A fleet of ships is on a straight course at a speed of one knot. It is guarded by a cruiser that travels at two knots.
A. The fleet is travelling in a single file one nautical mile long. The cruiser starts at the back and continuously motors to the front and to the back again. How long does one cycle take?
B. The fleet is in a square formation, one nautical mile on a side, two sides parallel to the direction of motion. The cruiser hems close to the side of this square as it travels up one side, across the front, down the other side, and across the back. How long does one cycle take?

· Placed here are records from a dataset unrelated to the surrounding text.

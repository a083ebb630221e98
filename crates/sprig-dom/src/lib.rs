//! Element tree for the sprig markup parser.
//!
//! This crate provides an arena-based tree of [`Element`]s plus the read-only
//! query layer (lookup by id, class and tag name).
//!
//! # Design
//!
//! The tree uses arena allocation with [`NodeId`] indices for all relationships,
//! so a parsed tree can be moved, cloned or sent to another thread without any
//! dangling parent pointers. Nodes are only ever appended; once the parser
//! hands the tree to the caller it is immutable.
//!
//! Text is not a separate node type: a text node is an [`Element`] with an
//! empty tag and non-empty [`Element::inner_text`].

use std::collections::HashMap;

mod query;

pub use query::ElementRef;

/// Map of attribute names to values for an element.
pub type AttributesMap = HashMap<String, String>;

/// Tag given to the synthetic root element of every tree.
pub const DOCUMENT_TAG: &str = "document";

/// A type-safe index into the element tree.
///
/// `NodeId` provides O(1) access to any node in the tree without borrowing issues.
#[derive(Debug, Clone, Copy, PartialEq, Eq, Hash, PartialOrd, Ord)]
pub struct NodeId(pub usize);

impl NodeId {
    /// The synthetic document root is always at index 0.
    pub const ROOT: Self = Self(0);
}

/// A node of the tree: either an element or a text run.
///
/// `class_list` and `id` are derived from `attributes` once, in
/// [`Element::new`], and are never recomputed.
#[derive(Debug, Clone, Default, PartialEq, Eq)]
pub struct Element {
    /// Tag name as written in the markup. Empty for text nodes.
    pub tag: String,
    /// Unescaped text. Only populated for text nodes.
    pub inner_text: String,
    /// Attribute name to value. The last duplicate in the source wins.
    pub attributes: AttributesMap,
    /// Whitespace-separated tokens of the `class` attribute, in source order.
    pub class_list: Vec<String>,
    /// Value of the `id` attribute, or empty.
    pub id: String,
    /// Children in document order.
    pub children: Vec<NodeId>,
    /// Enclosing element. `None` only for the document root.
    pub parent: Option<NodeId>,
}

impl Element {
    /// Create an element node, deriving `class_list` and `id` from the
    /// attributes.
    #[must_use]
    pub fn new(tag: impl Into<String>, attributes: AttributesMap) -> Self {
        let class_list = attributes
            .get("class")
            .map(|classes| classes.split_whitespace().map(str::to_owned).collect())
            .unwrap_or_default();
        let id = attributes.get("id").cloned().unwrap_or_default();

        Self {
            tag: tag.into(),
            inner_text: String::new(),
            attributes,
            class_list,
            id,
            children: Vec::new(),
            parent: None,
        }
    }

    /// Create a text node.
    #[must_use]
    pub fn text(inner_text: impl Into<String>) -> Self {
        Self {
            inner_text: inner_text.into(),
            ..Self::default()
        }
    }

    /// Returns true if this node is a text run rather than an element.
    #[must_use]
    pub fn is_text(&self) -> bool {
        self.tag.is_empty() && !self.inner_text.is_empty()
    }

    /// Returns the value of the named attribute, if present.
    #[must_use]
    pub fn attribute(&self, name: &str) -> Option<&str> {
        self.attributes.get(name).map(String::as_str)
    }

    /// Returns true if `name` is one of this element's classes.
    #[must_use]
    pub fn has_class(&self, name: &str) -> bool {
        self.class_list.iter().any(|class| class == name)
    }
}

/// Arena-based element tree with O(1) node access and traversal.
///
/// All elements live in one vector and refer to each other by [`NodeId`].
/// The document root is always present at [`NodeId::ROOT`].
#[derive(Debug, Clone, PartialEq, Eq)]
pub struct DomTree {
    /// All nodes in the tree, indexed by `NodeId`.
    nodes: Vec<Element>,
}

impl DomTree {
    /// Create a new tree holding only the synthetic `document` root.
    #[must_use]
    pub fn new() -> Self {
        Self {
            nodes: vec![Element::new(DOCUMENT_TAG, AttributesMap::new())],
        }
    }

    /// Get the root document node ID.
    #[must_use]
    pub const fn root(&self) -> NodeId {
        NodeId::ROOT
    }

    /// Get a node by its ID.
    #[must_use]
    pub fn get(&self, id: NodeId) -> Option<&Element> {
        self.nodes.get(id.0)
    }

    /// Get the number of nodes in the tree, the root included.
    #[must_use]
    pub fn len(&self) -> usize {
        self.nodes.len()
    }

    /// Check if the tree is empty. A tree always holds its root, so this
    /// only returns true for a tree with no nodes besides the root.
    #[must_use]
    pub fn is_empty(&self) -> bool {
        self.nodes.len() <= 1
    }

    /// Append `element` as the last child of `parent` and return its ID.
    ///
    /// The element's `parent` field is overwritten and its `children` are
    /// cleared; links are only ever created through this method.
    ///
    /// # Panics
    ///
    /// Panics if `parent` does not belong to this tree.
    pub fn append_child(&mut self, parent: NodeId, mut element: Element) -> NodeId {
        assert!(parent.0 < self.nodes.len(), "append_child: unknown parent {parent:?}");

        let id = NodeId(self.nodes.len());
        element.parent = Some(parent);
        element.children.clear();
        self.nodes.push(element);
        self.nodes[parent.0].children.push(id);
        id
    }

    /// Get the parent of a node.
    #[must_use]
    pub fn parent(&self, id: NodeId) -> Option<NodeId> {
        self.get(id).and_then(|n| n.parent)
    }

    /// Get all children of a node.
    #[must_use]
    pub fn children(&self, id: NodeId) -> &[NodeId] {
        self.get(id).map(|n| n.children.as_slice()).unwrap_or(&[])
    }

    /// Iterate over all ancestors of a node, from parent to root.
    #[must_use]
    pub fn ancestors(&self, id: NodeId) -> AncestorIterator<'_> {
        AncestorIterator {
            tree: self,
            current: self.parent(id),
        }
    }

    /// Iterate over all descendants of a node in document order
    /// (depth-first, pre-order). The node itself is not yielded.
    #[must_use]
    pub fn descendants(&self, id: NodeId) -> DescendantIterator<'_> {
        DescendantIterator {
            tree: self,
            stack: self.children(id).iter().rev().copied().collect(),
        }
    }

    /// Concatenated inner text of every text node below `id`, in document order.
    #[must_use]
    pub fn text_content(&self, id: NodeId) -> String {
        let mut result = self
            .get(id)
            .map(|n| n.inner_text.clone())
            .unwrap_or_default();
        for node in self.descendants(id).filter_map(|d| self.get(d)) {
            result.push_str(&node.inner_text);
        }
        result
    }
}

impl Default for DomTree {
    fn default() -> Self {
        Self::new()
    }
}

/// Iterator over ancestors of a node.
pub struct AncestorIterator<'a> {
    tree: &'a DomTree,
    current: Option<NodeId>,
}

impl Iterator for AncestorIterator<'_> {
    type Item = NodeId;

    fn next(&mut self) -> Option<Self::Item> {
        let id = self.current?;
        self.current = self.tree.parent(id);
        Some(id)
    }
}

/// Pre-order iterator over the descendants of a node.
///
/// Uses an explicit stack so deeply nested markup cannot overflow the call
/// stack.
pub struct DescendantIterator<'a> {
    tree: &'a DomTree,
    stack: Vec<NodeId>,
}

impl Iterator for DescendantIterator<'_> {
    type Item = NodeId;

    fn next(&mut self) -> Option<Self::Item> {
        let id = self.stack.pop()?;
        self.stack.extend(self.tree.children(id).iter().rev().copied());
        Some(id)
    }
}

#[cfg(test)]
mod tests {
    use super::*;

    fn attrs(pairs: &[(&str, &str)]) -> AttributesMap {
        pairs
            .iter()
            .map(|(k, v)| ((*k).to_string(), (*v).to_string()))
            .collect()
    }

    #[test]
    fn test_new_tree_has_document_root() {
        let tree = DomTree::new();
        let root = tree.get(tree.root()).unwrap();
        assert_eq!(root.tag, DOCUMENT_TAG);
        assert_eq!(root.parent, None);
        assert!(tree.is_empty());
        assert_eq!(tree.len(), 1);
    }

    #[test]
    fn test_class_list_and_id_are_derived() {
        let el = Element::new("p", attrs(&[("class", "a  b\tc"), ("id", "main")]));
        assert_eq!(el.class_list, vec!["a", "b", "c"]);
        assert_eq!(el.id, "main");
        assert!(el.has_class("b"));
        assert!(!el.has_class("d"));
    }

    #[test]
    fn test_missing_class_and_id_are_empty() {
        let el = Element::new("p", AttributesMap::new());
        assert!(el.class_list.is_empty());
        assert!(el.id.is_empty());
    }

    #[test]
    fn test_text_node_shape() {
        let text = Element::text("hi");
        assert!(text.is_text());
        assert!(text.tag.is_empty());
        assert!(text.attributes.is_empty());
        assert!(text.class_list.is_empty());
        assert!(text.id.is_empty());
    }

    #[test]
    fn test_descendants_are_pre_order() {
        let mut tree = DomTree::new();
        let a = tree.append_child(NodeId::ROOT, Element::new("a", AttributesMap::new()));
        let b = tree.append_child(a, Element::new("b", AttributesMap::new()));
        let c = tree.append_child(a, Element::new("c", AttributesMap::new()));
        let d = tree.append_child(NodeId::ROOT, Element::new("d", AttributesMap::new()));

        let order: Vec<NodeId> = tree.descendants(NodeId::ROOT).collect();
        assert_eq!(order, vec![a, b, c, d]);
        assert_eq!(tree.descendants(b).count(), 0);
    }
}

Try to give exact answers.
A. Relative to the fleet, the cruiser travels at 1 kt going forward and 3 kts going rearward. The round trip takes 1 hr + 1/3 hr = 1 hr, 20 min.
B. During the crosswise legs of the cruiser's motion, it is traveling along a diagonal, when seen from above, relative to the orthogonality defined by the fleet's square. In aerodynamical terms (hydrodynamical, I guess), there's a headwind (relative to the fleet) of 1 kt pushing the cruiser toward or away from the fleet's square. The 2-kt velocity of the cruiser must be directed so the shorter diagonal of the parallelogram of vectors is directed exactly sideways. The velocity relative to the fleet, v, then is given by:
v^2 + 1^2 = 2^2
v^2 = 4 - 1 = 3
v=sqrt(3)
as the resultant velocity is perpendicular to the velocity of the "headwind" relative to the fleet.
So the overall cycle takes 1 + 1/3 + 2/sqrt(3) ~= 2.48803387171258 hours.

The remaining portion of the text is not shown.